In the May 18 letters section of The Herald, a puzzled Jack Yoder
asked why two articles about crime seem to contradict each other.
("Crime Statistics; Articles conflicting"). The first article he
refers to is the May 8 article, "Year sees big bite in crime." This
article reports that crime is down 7 percent and has been dropping
each year since 1992, according to the FBI. The very next day he read
the May 9 article, "County grits its teeth, takes on jail question."
This article states that the jail is overfilled and we need to at
least double current jail capacity. So, what is the answer to this
seeming conundrum?

Now, follow this carefully: Statistics show that crime rates have
dropped because non-violent drug charges are not considered when they
analyze crime. Prison population has increased because our prisons are
full of non-violent drug law violators. The average federal sentence
for a first time non-violent drug law violator is 120 months.
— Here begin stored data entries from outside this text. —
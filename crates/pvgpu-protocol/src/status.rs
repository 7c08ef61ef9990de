use std::fmt;

use bytemuck::{Pod, Zeroable};

/// 32-bit status code in the host's native domain.
#[repr(transparent)]
#[derive(Debug, Clone, Copy, Default, PartialEq, Eq, Hash, Pod, Zeroable)]
pub struct NtStatus(pub i32);

const fn failure(code: u32) -> NtStatus {
    NtStatus(code as i32)
}

impl NtStatus {
    pub const SUCCESS: Self = Self(0);
    pub const TIMEOUT: Self = Self(0x0000_0102);
    pub const PENDING: Self = Self(0x0000_0103);
    pub const UNSUCCESSFUL: Self = failure(0xC000_0001);
    pub const NOT_IMPLEMENTED: Self = failure(0xC000_0002);
    pub const INVALID_HANDLE: Self = failure(0xC000_0008);
    pub const INVALID_PARAMETER: Self = failure(0xC000_000D);
    pub const NO_MEMORY: Self = failure(0xC000_0017);
    pub const ILLEGAL_INSTRUCTION: Self = failure(0xC000_001D);
    pub const ACCESS_DENIED: Self = failure(0xC000_0022);
    pub const BUFFER_TOO_SMALL: Self = failure(0xC000_0023);
    pub const OBJECT_TYPE_MISMATCH: Self = failure(0xC000_0024);
    pub const OBJECT_NAME_INVALID: Self = failure(0xC000_0033);
    pub const OBJECT_NAME_NOT_FOUND: Self = failure(0xC000_0034);
    pub const OBJECT_NAME_COLLISION: Self = failure(0xC000_0035);
    pub const NOT_SUPPORTED: Self = failure(0xC000_00BB);
    pub const DEVICE_REMOVED: Self = failure(0xC000_02B6);
    pub const GRAPHICS_ALLOCATION_BUSY: Self = failure(0xC01E_0102);

    /// Success iff the severity bit is clear.
    pub fn is_success(self) -> bool {
        self.0 >= 0
    }

    pub fn is_pending(self) -> bool {
        self == Self::PENDING
    }

    /// Translate into the local error domain. See [`ntstatus_to_errno`].
    pub fn into_result(self) -> Result<i32, Errno> {
        ntstatus_to_errno(self)
    }
}

impl fmt::Display for NtStatus {
    fn fmt(&self, f: &mut fmt::Formatter<'_>) -> fmt::Result {
        write!(f, "{:#010x}", self.0 as u32)
    }
}

/// POSIX-style local error kinds returned to callers of the core.
#[derive(Debug, Clone, Copy, PartialEq, Eq, Hash, thiserror::Error)]
pub enum Errno {
    #[error("operation not permitted (EPERM)")]
    NotPermitted,
    #[error("no such entry (ENOENT)")]
    NotFound,
    #[error("I/O error (EIO)")]
    Io,
    #[error("bad descriptor (EBADF)")]
    BadDescriptor,
    #[error("try again (EAGAIN)")]
    TryAgain,
    #[error("out of memory (ENOMEM)")]
    OutOfMemory,
    #[error("permission denied (EACCES)")]
    PermissionDenied,
    #[error("already exists (EEXIST)")]
    AlreadyExists,
    #[error("no such device (ENODEV)")]
    NoSuchDevice,
    #[error("invalid argument (EINVAL)")]
    InvalidArgument,
    #[error("value too large (EOVERFLOW)")]
    ValueTooLarge,
    #[error("wrong protocol type (EPROTOTYPE)")]
    WrongProtocolType,
    #[error("operation not supported (EOPNOTSUPP)")]
    NotSupported,
    #[error("operation in progress (EINPROGRESS)")]
    InProgress,
    #[error("state not recoverable (ENOTRECOVERABLE)")]
    NotRecoverable,
}

impl Errno {
    /// Positive errno value as defined by Linux.
    pub const fn code(self) -> i32 {
        match self {
            Errno::NotPermitted => 1,
            Errno::NotFound => 2,
            Errno::Io => 5,
            Errno::BadDescriptor => 9,
            Errno::TryAgain => 11,
            Errno::OutOfMemory => 12,
            Errno::PermissionDenied => 13,
            Errno::AlreadyExists => 17,
            Errno::NoSuchDevice => 19,
            Errno::InvalidArgument => 22,
            Errno::ValueTooLarge => 75,
            Errno::WrongProtocolType => 91,
            Errno::NotSupported => 95,
            Errno::InProgress => 115,
            Errno::NotRecoverable => 131,
        }
    }

    /// Negative return value in kernel convention.
    pub const fn to_negative(self) -> i32 {
        -self.code()
    }
}

/// Foreign status to local error mapping. Codes absent from the table fall
/// back to success pass-through or [`Errno::InvalidArgument`].
pub const STATUS_ERRNO_TABLE: &[(NtStatus, Errno)] = &[
    (NtStatus::OBJECT_NAME_COLLISION, Errno::AlreadyExists),
    (NtStatus::NO_MEMORY, Errno::OutOfMemory),
    (NtStatus::INVALID_PARAMETER, Errno::InvalidArgument),
    (NtStatus::OBJECT_NAME_INVALID, Errno::NotFound),
    (NtStatus::OBJECT_NAME_NOT_FOUND, Errno::NotFound),
    // Success-class, so shadowed by the pass-through in `ntstatus_to_errno`.
    (NtStatus::TIMEOUT, Errno::TryAgain),
    (NtStatus::BUFFER_TOO_SMALL, Errno::ValueTooLarge),
    (NtStatus::DEVICE_REMOVED, Errno::NoSuchDevice),
    (NtStatus::ACCESS_DENIED, Errno::PermissionDenied),
    (NtStatus::NOT_SUPPORTED, Errno::NotPermitted),
    (NtStatus::NOT_IMPLEMENTED, Errno::NotPermitted),
    (NtStatus::ILLEGAL_INSTRUCTION, Errno::NotSupported),
    (NtStatus::INVALID_HANDLE, Errno::BadDescriptor),
    (NtStatus::GRAPHICS_ALLOCATION_BUSY, Errno::InProgress),
    (NtStatus::OBJECT_TYPE_MISMATCH, Errno::WrongProtocolType),
];

/// Translate a foreign status into a local result.
///
/// Success codes (`STATUS_PENDING` and `STATUS_TIMEOUT` included) pass
/// through as their non-negative value. Failures take their table entry,
/// or `InvalidArgument` when unmapped.
pub fn ntstatus_to_errno(status: NtStatus) -> Result<i32, Errno> {
    if status.is_success() {
        return Ok(status.0);
    }
    Err(STATUS_ERRNO_TABLE
        .iter()
        .find(|(s, _)| *s == status)
        .map_or(Errno::InvalidArgument, |&(_, errno)| errno))
}
//! Integration test: request framing
//!
//! Message sizing and storage, the extended header, channel routing and
//! the payload codecs that size variable sections.
//!
//! Run with: cargo test -p pvgpu-core --test framing_test -- --nocapture

mod common;

use common::{FakeHost, Harness, VGPU_LUID};
use pvgpu_core::codec::{total_private_size, wire_u32};
use pvgpu_core::config::PvgpuConfig;
use pvgpu_core::message::{select_result_route, select_route, INLINE_MESSAGE_CAPACITY};
use pvgpu_core::rle::{rle_capacity, RleEncoder};
use pvgpu_core::{CoreError, Message, MessageWithResult, Route, Session};
use pvgpu_protocol::command::{ExtHeader, EXT_HEADER_SIZE};
use pvgpu_protocol::pages::PAGE_ENTRY_SIZE;
use pvgpu_protocol::{Errno, PageGeometry, MAX_PACKET_SIZE};

fn bare_session(version: u32) -> Session {
    let host = FakeHost::new("global", version >= 40);
    Session::new(PvgpuConfig::default(), version, host).unwrap()
}

#[test]
fn test_oversized_message_is_rejected_with_overflow() {
    let session = bare_session(40);
    match Message::new(&session, None, MAX_PACKET_SIZE) {
        Err(e) => {
            println!("rejected: {e}");
            assert_eq!(e.errno(), Errno::ValueTooLarge);
            match e {
                CoreError::MessageTooLarge { size, max } => {
                    assert_eq!(size, MAX_PACKET_SIZE + EXT_HEADER_SIZE);
                    assert_eq!(max, MAX_PACKET_SIZE);
                }
                other => panic!("expected MessageTooLarge, got {:?}", other),
            }
        }
        Ok(_) => panic!("expected MessageTooLarge, got a message"),
    }

    // Without the extended header the full packet fits.
    let session = bare_session(39);
    let msg = Message::new(&session, None, MAX_PACKET_SIZE).unwrap();
    assert_eq!(msg.len(), MAX_PACKET_SIZE);
}

#[test]
fn test_ext_header_names_offset_and_vgpu() {
    let h = Harness::new();
    let msg = Message::new(&h.session, Some(&h.adapter), 24).unwrap();
    assert_eq!(msg.len(), 24 + EXT_HEADER_SIZE);
    assert_eq!(msg.payload().len(), 24);

    let ext: ExtHeader = bytemuck::pod_read_unaligned(&msg.as_bytes()[..EXT_HEADER_SIZE]);
    assert_eq!(ext.command_offset as usize, EXT_HEADER_SIZE);
    assert_eq!(ext.vgpu_luid, VGPU_LUID);

    // VM-wide messages carry a zero LUID.
    let msg = Message::new(&h.session, None, 8).unwrap();
    let ext: ExtHeader = bytemuck::pod_read_unaligned(&msg.as_bytes()[..EXT_HEADER_SIZE]);
    assert_eq!(ext.vgpu_luid, Default::default());
}

#[test]
fn test_pre_extension_messages_have_no_prefix() {
    let h = Harness::builder().version(39).build();
    let msg = Message::new(&h.session, Some(&h.adapter), 24).unwrap();
    assert_eq!(msg.len(), 24);
    assert_eq!(msg.payload().len(), msg.as_bytes().len());
}

#[test]
fn test_small_messages_are_stored_inline() {
    let session = bare_session(40);
    let small = Message::new(&session, None, INLINE_MESSAGE_CAPACITY - EXT_HEADER_SIZE).unwrap();
    assert!(small.is_inline());
    assert!(small.payload().iter().all(|&b| b == 0));

    let large = Message::new(&session, None, INLINE_MESSAGE_CAPACITY).unwrap();
    assert!(!large.is_inline());
}

#[test]
fn test_result_messages_are_never_inline() {
    let h = Harness::new();
    let msg = MessageWithResult::new(&h.session, &h.adapter, 8, 13).unwrap();
    assert!(!msg.message().is_inline());
    assert_eq!(msg.result().len(), 16);

    match MessageWithResult::new(&h.session, &h.adapter, 8, MAX_PACKET_SIZE + 1) {
        Err(CoreError::MessageTooLarge { .. }) => {}
        Err(other) => panic!("expected MessageTooLarge, got {:?}", other),
        Ok(_) => panic!("expected MessageTooLarge, got a message"),
    }
}

#[test]
fn test_route_selection() {
    assert_eq!(select_route(true, false), Route::Adapter);
    assert_eq!(select_route(true, true), Route::Global);
    assert_eq!(select_route(false, false), Route::Global);
    assert_eq!(select_route(false, true), Route::Global);
    assert_eq!(select_result_route(false), Route::Adapter);
    assert_eq!(select_result_route(true), Route::Global);
}

#[test]
fn test_async_session_routes_adapter_messages_globally() {
    let sync = Harness::new();
    assert_eq!(Message::new(&sync.session, Some(&sync.adapter), 8).unwrap().route(), Route::Adapter);

    let h = Harness::builder().async_msg().build();
    assert!(h.session.async_msg_enabled());
    assert_eq!(Message::new(&h.session, Some(&h.adapter), 8).unwrap().route(), Route::Global);
    assert_eq!(
        MessageWithResult::new(&h.session, &h.adapter, 8, 8).unwrap().route(),
        Route::Global
    );
}

#[test]
fn test_free_releases_storage_once() {
    let session = bare_session(40);
    let mut msg = Message::new(&session, None, 256).unwrap();
    msg.free();
    msg.free();
    assert!(msg.is_empty());
    assert!(msg.payload().is_empty());
}

#[test]
fn test_rle_capacity_is_one_entry_per_page() {
    let g = PageGeometry::X86_4K;
    assert_eq!(rle_capacity(&[3 * 4096, 1, 0], g), 4);
}

#[test]
fn test_rle_encoder_refuses_to_overrun_its_region() {
    let g = PageGeometry::X86_4K;
    let mut region = [0u8; 2 * PAGE_ENTRY_SIZE];
    let mut encoder = RleEncoder::new(&mut region, g);
    assert_eq!(encoder.capacity(), 2);

    assert_eq!(encoder.encode(&[0, 1, 2]).unwrap(), 1);
    match encoder.encode(&[10, 20]) {
        Err(e @ CoreError::RleOverflow { capacity: 2 }) => assert_eq!(e.errno(), Errno::ValueTooLarge),
        other => panic!("expected RleOverflow, got {:?}", other),
    }
    assert_eq!(encoder.encoded_len(), 2 * PAGE_ENTRY_SIZE);

    let first = u64::from_ne_bytes(region[..8].try_into().unwrap());
    let second = u64::from_ne_bytes(region[8..].try_into().unwrap());
    assert_eq!(first, 2);
    assert_eq!(second, 10 << 12);
}

#[test]
fn test_private_data_totals_stop_at_packet_limit() {
    let a = [0u8; 60];
    let b = [0u8; 40];
    assert_eq!(total_private_size([&a[..], &b[..4]], 100).unwrap(), 64);
    match total_private_size([&a[..], &b[..]], 100) {
        Err(e @ CoreError::ValueTooLarge { .. }) => assert_eq!(e.errno(), Errno::ValueTooLarge),
        other => panic!("expected ValueTooLarge, got {:?}", other),
    }
    assert!(wire_u32("count", u32::MAX as usize).is_ok());
    assert!(wire_u32("count", u32::MAX as usize + 1).is_err());
}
The
average federal sentence for a person convicted of a violent rape is
67 months.

So, you see, not only do they fail to include drug offenses as crimes
when they make those statements, they are letting violent people back
into society in order to make room in the prisons for "criminals" they
do not even count.

A whole industry has been created around this lunacy, sometimes called
the "Prison-Industrial Complex." There is big money in this, so don't
expect politicians from either major party to do anything helpful. But
what is even more tragic is the havoc that is wreaked upon people that
need help rather than punishment.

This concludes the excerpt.